**TASK OBJECTIVE**
If a line in the entries below holds the string "SearchOptions", copy it.

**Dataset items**
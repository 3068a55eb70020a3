//! Request validation and process construction.

use crate::options::SearchOptions;
use crate::oracle::{CapacityOracle, OracleConfig};
use crate::process::SearchProcess;
use crate::state::SearchState;
use crate::traits::Explorer;

/// Start a search from `start` towards the nearest of `goals`.
///
/// The returned process is already initialised: it is
/// [`SearchState::Running`] unless the request was rejected, in which case it
/// is [`SearchState::BadArguments`] (no start, or no goals) or
/// [`SearchState::NotReachable`] (no goal passed [`Explorer::reachable`]).
/// Drive it with [`SearchProcess::poll`] or [`SearchProcess::run`].
pub fn find_path<'a, E: Explorer>(
    explorer: &'a E,
    oracle: &'a CapacityOracle,
    options: SearchOptions,
    start: Option<E::Node>,
    goals: impl IntoIterator<Item = E::Node>,
) -> SearchProcess<'a, E> {
    let mut process = SearchProcess::new(explorer, oracle, options);
    process.restart(start, goals);
    process
}

/// Validate a request. On success `out` holds the goals that passed the
/// reachability pre-filter and the start node is returned.
pub(crate) fn admit<E: Explorer>(
    explorer: &E,
    start: Option<E::Node>,
    goals: impl IntoIterator<Item = E::Node>,
    out: &mut Vec<E::Node>,
) -> Result<E::Node, SearchState> {
    out.clear();
    out.extend(goals);
    let Some(start) = start else {
        return Err(SearchState::BadArguments);
    };
    if out.is_empty() {
        return Err(SearchState::BadArguments);
    }
    out.retain(|goal| explorer.reachable(&start, goal));
    if out.is_empty() {
        return Err(SearchState::NotReachable);
    }
    Ok(start)
}

/// Convenience owner of a [`CapacityOracle`] and default options.
///
/// Keep one per explorer type (or per map) so that repeated queries of a
/// similar size share their learned sizing.
#[derive(Default)]
pub struct Pathfinder {
    oracle: CapacityOracle,
    options: SearchOptions,
}

impl Pathfinder {
    pub fn new(options: SearchOptions, oracle: OracleConfig) -> Self {
        Self {
            oracle: CapacityOracle::new(oracle),
            options,
        }
    }

    /// Start a search with this pathfinder's options.
    pub fn search<'a, E: Explorer>(
        &'a self,
        explorer: &'a E,
        start: Option<E::Node>,
        goals: impl IntoIterator<Item = E::Node>,
    ) -> SearchProcess<'a, E> {
        find_path(explorer, &self.oracle, self.options, start, goals)
    }

    /// Start a search and run it to completion. Rejected requests come back
    /// in their terminal state, as from [`search`](Self::search).
    pub fn search_now<'a, E: Explorer>(
        &'a self,
        explorer: &'a E,
        start: Option<E::Node>,
        goals: impl IntoIterator<Item = E::Node>,
    ) -> SearchProcess<'a, E> {
        let mut process = self.search(explorer, start, goals);
        process.run();
        process
    }

    pub fn options(&self) -> SearchOptions {
        self.options
    }

    pub fn set_options(&mut self, options: SearchOptions) {
        self.options = options;
    }

    pub fn oracle(&self) -> &CapacityOracle {
        &self.oracle
    }
}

**RESPONSE BOX**
use crate::options::SearchOptions;
    options: SearchOptions,
    options: SearchOptions,
    pub fn new(options: SearchOptions, oracle: OracleConfig) -> Self {
    pub fn options(&self) -> SearchOptions {
    pub fn set_options(&mut self, options: SearchOptions) {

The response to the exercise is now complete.